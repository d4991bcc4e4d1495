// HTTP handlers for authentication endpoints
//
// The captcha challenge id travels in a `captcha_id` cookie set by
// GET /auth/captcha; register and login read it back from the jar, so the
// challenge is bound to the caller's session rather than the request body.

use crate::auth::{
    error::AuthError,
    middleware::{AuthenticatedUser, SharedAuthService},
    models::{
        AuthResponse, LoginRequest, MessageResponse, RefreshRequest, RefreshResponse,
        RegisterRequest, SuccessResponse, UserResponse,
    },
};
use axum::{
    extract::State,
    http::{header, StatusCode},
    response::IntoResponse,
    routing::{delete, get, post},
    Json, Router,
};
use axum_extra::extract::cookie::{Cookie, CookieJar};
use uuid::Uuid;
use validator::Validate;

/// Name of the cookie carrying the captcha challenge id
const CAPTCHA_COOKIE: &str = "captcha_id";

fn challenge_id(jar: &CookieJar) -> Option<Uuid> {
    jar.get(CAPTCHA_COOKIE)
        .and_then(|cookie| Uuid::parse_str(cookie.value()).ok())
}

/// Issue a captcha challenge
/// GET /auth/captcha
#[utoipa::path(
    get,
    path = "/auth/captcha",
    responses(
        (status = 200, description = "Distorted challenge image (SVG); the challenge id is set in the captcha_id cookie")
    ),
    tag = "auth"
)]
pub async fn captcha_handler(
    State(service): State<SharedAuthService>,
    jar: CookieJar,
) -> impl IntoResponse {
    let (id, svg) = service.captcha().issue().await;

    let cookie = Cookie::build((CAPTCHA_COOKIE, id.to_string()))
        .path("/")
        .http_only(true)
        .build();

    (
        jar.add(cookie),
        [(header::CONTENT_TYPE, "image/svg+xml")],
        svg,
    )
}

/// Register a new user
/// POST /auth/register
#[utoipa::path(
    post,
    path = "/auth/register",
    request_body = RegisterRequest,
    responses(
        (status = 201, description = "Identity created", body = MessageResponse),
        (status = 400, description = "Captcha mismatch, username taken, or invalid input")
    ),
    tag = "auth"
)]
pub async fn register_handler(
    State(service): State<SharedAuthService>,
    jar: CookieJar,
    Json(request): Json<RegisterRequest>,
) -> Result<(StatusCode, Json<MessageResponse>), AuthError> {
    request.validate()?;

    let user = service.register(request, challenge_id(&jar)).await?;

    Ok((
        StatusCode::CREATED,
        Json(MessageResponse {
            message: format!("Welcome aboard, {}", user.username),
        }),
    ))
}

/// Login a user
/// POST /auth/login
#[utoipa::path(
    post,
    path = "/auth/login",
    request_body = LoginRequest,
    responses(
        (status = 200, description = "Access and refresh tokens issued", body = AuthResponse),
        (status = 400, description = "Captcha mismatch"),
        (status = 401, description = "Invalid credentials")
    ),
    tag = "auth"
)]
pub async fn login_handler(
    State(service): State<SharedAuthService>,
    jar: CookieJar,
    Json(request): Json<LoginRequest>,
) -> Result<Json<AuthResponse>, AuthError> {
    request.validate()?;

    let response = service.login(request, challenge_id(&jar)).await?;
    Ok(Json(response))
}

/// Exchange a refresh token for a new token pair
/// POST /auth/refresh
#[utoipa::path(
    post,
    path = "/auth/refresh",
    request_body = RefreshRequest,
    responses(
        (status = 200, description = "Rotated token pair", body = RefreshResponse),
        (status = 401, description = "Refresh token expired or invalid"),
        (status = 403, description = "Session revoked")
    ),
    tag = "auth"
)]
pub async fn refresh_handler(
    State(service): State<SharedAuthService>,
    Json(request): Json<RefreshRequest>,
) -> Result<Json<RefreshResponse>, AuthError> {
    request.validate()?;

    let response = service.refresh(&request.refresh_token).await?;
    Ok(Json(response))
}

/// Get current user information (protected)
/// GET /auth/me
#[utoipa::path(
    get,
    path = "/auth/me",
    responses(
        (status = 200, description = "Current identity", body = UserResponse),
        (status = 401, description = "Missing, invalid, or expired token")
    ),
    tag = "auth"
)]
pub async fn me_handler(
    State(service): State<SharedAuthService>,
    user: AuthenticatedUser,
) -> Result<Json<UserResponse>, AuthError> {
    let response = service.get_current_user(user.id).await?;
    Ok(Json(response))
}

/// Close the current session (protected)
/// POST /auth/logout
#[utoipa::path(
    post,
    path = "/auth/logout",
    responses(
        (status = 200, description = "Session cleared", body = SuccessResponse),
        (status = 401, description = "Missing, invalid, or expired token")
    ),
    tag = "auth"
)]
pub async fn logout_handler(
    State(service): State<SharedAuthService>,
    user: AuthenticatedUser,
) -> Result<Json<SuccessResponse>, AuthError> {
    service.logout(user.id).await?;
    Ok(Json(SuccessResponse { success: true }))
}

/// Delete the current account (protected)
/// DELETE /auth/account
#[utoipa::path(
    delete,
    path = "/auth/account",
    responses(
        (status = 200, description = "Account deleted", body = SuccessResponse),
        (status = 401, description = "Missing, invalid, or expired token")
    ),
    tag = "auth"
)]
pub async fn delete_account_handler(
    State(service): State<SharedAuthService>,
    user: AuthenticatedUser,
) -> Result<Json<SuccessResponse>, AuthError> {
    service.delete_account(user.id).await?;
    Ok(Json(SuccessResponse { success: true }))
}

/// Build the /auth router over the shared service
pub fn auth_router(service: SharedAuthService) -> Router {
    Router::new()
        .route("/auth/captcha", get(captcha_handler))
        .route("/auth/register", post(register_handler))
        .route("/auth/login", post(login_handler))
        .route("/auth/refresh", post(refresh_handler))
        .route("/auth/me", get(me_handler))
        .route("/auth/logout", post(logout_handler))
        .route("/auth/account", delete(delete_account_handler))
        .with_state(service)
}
★ ★ ★ ★ ★
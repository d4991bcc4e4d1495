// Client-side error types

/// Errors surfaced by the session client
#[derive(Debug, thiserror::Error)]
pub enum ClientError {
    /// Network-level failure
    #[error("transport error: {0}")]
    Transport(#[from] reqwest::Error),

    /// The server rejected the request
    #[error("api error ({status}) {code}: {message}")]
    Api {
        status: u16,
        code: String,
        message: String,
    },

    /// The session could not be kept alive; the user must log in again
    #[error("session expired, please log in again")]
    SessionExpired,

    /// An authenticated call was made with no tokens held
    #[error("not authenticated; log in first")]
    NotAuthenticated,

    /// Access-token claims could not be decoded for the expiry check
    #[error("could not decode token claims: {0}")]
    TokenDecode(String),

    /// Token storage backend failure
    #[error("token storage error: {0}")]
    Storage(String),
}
★ ★ ★ ★ ★
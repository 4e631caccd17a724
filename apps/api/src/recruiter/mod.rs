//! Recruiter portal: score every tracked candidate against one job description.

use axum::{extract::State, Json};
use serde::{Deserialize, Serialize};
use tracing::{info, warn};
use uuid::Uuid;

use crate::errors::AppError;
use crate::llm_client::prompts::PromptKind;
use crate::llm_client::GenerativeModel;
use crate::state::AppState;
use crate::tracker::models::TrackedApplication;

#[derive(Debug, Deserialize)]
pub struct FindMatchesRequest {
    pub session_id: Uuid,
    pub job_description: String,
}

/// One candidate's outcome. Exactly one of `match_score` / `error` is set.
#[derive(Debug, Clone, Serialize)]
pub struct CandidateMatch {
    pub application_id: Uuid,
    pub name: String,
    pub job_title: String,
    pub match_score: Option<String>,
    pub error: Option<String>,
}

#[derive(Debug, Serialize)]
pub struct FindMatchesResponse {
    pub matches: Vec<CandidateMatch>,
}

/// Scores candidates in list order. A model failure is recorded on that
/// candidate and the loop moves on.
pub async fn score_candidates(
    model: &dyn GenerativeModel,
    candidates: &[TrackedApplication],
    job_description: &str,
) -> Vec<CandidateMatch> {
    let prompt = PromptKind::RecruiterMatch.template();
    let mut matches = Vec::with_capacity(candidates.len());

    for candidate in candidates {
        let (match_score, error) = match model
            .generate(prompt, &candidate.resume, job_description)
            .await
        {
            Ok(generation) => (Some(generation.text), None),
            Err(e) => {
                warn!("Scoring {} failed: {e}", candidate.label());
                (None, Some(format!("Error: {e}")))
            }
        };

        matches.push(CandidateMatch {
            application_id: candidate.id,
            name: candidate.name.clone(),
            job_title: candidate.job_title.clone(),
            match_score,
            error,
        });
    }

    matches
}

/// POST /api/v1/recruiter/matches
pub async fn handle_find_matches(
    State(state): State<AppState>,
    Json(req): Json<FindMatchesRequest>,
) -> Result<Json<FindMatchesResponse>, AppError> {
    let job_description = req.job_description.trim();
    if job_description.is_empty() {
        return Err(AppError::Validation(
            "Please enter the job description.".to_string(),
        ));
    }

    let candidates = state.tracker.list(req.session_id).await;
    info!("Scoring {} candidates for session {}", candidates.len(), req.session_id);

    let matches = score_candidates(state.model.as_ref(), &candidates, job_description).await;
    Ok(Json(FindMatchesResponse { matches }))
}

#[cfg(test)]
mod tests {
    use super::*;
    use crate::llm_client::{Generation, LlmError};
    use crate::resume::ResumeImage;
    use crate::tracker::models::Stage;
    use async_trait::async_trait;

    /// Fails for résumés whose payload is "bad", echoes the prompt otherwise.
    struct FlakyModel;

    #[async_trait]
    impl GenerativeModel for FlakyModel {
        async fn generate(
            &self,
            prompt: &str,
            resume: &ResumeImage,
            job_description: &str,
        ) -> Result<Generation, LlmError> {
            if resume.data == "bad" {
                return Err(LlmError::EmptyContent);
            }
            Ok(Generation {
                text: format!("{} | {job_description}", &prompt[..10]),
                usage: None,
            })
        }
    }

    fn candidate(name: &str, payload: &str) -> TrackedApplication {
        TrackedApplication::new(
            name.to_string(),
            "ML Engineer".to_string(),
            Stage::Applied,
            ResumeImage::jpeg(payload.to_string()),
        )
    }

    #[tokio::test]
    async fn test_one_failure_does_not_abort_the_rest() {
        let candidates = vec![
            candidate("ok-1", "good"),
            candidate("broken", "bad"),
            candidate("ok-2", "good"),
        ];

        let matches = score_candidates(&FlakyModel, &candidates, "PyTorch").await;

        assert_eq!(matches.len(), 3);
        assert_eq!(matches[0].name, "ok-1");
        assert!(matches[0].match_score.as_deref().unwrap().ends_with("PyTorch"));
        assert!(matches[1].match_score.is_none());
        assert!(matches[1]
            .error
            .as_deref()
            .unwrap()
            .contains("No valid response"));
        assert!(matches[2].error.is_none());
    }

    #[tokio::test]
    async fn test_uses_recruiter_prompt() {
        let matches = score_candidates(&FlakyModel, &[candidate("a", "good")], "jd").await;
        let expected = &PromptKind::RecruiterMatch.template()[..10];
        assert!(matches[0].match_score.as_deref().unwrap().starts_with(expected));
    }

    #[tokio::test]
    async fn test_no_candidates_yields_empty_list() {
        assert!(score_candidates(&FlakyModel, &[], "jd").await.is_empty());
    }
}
★ ★ ★ ★ ★
HOW TO COMPLETE THIS TASK => Return only the number of lines in the data above that include the word "impl".

TASK OUTPUT => 2